4.Try to not visit the store during peak hours, when everyone in your town is there trying to get something together for dinner. Too many people who are too tired and cranky to be patient with kids. Too many escape possibilities also, and a higher likelihood that the person behind you in line isn't going to want to hear about your child's imaginary friend Mr. Bobo while her frozen hamburger melts.
5.Try not to go when your children are especially tired or cranky themselves, i.e. right after school or during their regular nap time. They're people too, and there are times when they just can't deal with the whole thing either.
6.Its best to give the entire family some advance notice so you can all be prepared for the experience. If Mom has advance notice, you may have more tricks up your sleeve and more patience than if you try to fit it in on the way home from soccer practice or basket-weaving class.
7.If your children are a little older, you can give them tasks to help you. It makes them feel more responsible and they'll be less likely to want to sabotage the entire scene if they're part of it. They can help find certain items, or be responsible for remembering to get eggs, for example.
8.Be clear about what you expect from your children, and equally clear about what will happen if they don't meet those expectations.

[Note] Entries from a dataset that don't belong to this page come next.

//! End-to-end deck generation from stanza text.

use crate::document::PptxDocument;
use crate::output::{ensure_available, normalize_output_path};
use lyric_core::{
    ComposedSlide, Result, SlideComposer, SlideDeck, StanzaSplitter, DEFAULT_LAYOUT_INDEX,
};
use serde::Serialize;
use std::path::{Path, PathBuf};

/// Default template location, relative to the working directory.
pub const DEFAULT_TEMPLATE_PATH: &str = "templates/template.pptx";

/// Where the template lives and which of its layouts to use.
#[derive(Debug, Clone)]
pub struct GeneratorConfig {
    /// Template presentation new slides are added to.
    pub template_path: PathBuf,

    /// Layout index each slide is built from.
    pub layout_index: usize,
}

impl Default for GeneratorConfig {
    fn default() -> Self {
        Self {
            template_path: PathBuf::from(DEFAULT_TEMPLATE_PATH),
            layout_index: DEFAULT_LAYOUT_INDEX,
        }
    }
}

impl GeneratorConfig {
    /// Use a different template file.
    pub fn with_template(mut self, path: impl Into<PathBuf>) -> Self {
        self.template_path = path.into();
        self
    }

    /// Use a different slide layout.
    pub fn with_layout_index(mut self, index: usize) -> Self {
        self.layout_index = index;
        self
    }
}

/// Summary of a generated deck.
#[derive(Debug, Clone, Serialize)]
pub struct GenerationReport {
    /// File the deck was written to.
    pub output: PathBuf,

    /// Template the deck was built from.
    pub template: PathBuf,

    /// Number of stanzas, and therefore slides, generated.
    pub stanza_count: usize,

    /// Per-slide composition details.
    pub slides: Vec<ComposedSlide>,
}

/// Turns multi-stanza text into a saved presentation.
pub struct DeckGenerator {
    config: GeneratorConfig,
    splitter: StanzaSplitter,
    composer: SlideComposer,
}

impl DeckGenerator {
    /// Create a generator for the given configuration.
    pub fn new(config: GeneratorConfig) -> Self {
        let composer = SlideComposer::new().with_layout_index(config.layout_index);
        Self {
            config,
            splitter: StanzaSplitter::new(),
            composer,
        }
    }

    /// The active configuration.
    pub fn config(&self) -> &GeneratorConfig {
        &self.config
    }

    /// Generate a deck from `text` and save it at `destination`.
    ///
    /// The destination is checked before any work is done, and nothing is
    /// written unless every slide composes successfully.
    pub fn generate(&self, text: &str, destination: &Path) -> Result<GenerationReport> {
        let output = normalize_output_path(destination)?;
        ensure_available(&output)?;

        let stanzas = self.splitter.split(text);
        log::info!("Split input into {} stanzas", stanzas.len());

        let mut document = PptxDocument::open(&self.config.template_path)?;
        log::debug!(
            "Template {} offers {} layouts, using index {}",
            self.config.template_path.display(),
            document.layout_count(),
            self.composer.layout_index()
        );

        let slides = self.composer.compose_all(&mut document, &stanzas)?;
        document.save(&output)?;
        log::info!("Saved {} slides to {}", slides.len(), output.display());

        Ok(GenerationReport {
            output,
            template: self.config.template_path.clone(),
            stanza_count: stanzas.len(),
            slides,
        })
    }
}

impl Default for DeckGenerator {
    fn default() -> Self {
        Self::new(GeneratorConfig::default())
    }
}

My children are well-versed in the "stick by Mommy hold Mommy's hand don't touch anything listen to Mommy shut the van door." If they don't follow these rules, there should be consequences, i.e. no getting treats, or not being able to watch their movie when they get home. If you have more than one child, you can use this to your advantage by praising the one child who is being good (if that actually happens), and making sure that child gets positive reinforcement. Kids crave approval from their parents, and if they don't think they can get it, they'll give up and try to get your attention in other ways. Go over the rules before you go into the store. If you're not comfortable doling out consequences in the public eye (and who wants to sit on the floor outside Ben and Jerry's case saying, "we will sit here until you are calm"), then make it clear that there will be consequences to pay once you are in the car or at home.
9.This sounds a little counterintuitive, but try to enjoy the experience. Take a deep breath before going into the store, and make it a game. "Let's see who can stick right by me the longest!" or "How many apples can you count without touching any of them?" You have to be in the right mind-set to accomplish this, and between you and me, it's usually some other mom who can do it. I'm often more of a mind to think, "Let's get real." But that's just me. And finally, the most important and effective tool for shopping with kids:
10.See 1.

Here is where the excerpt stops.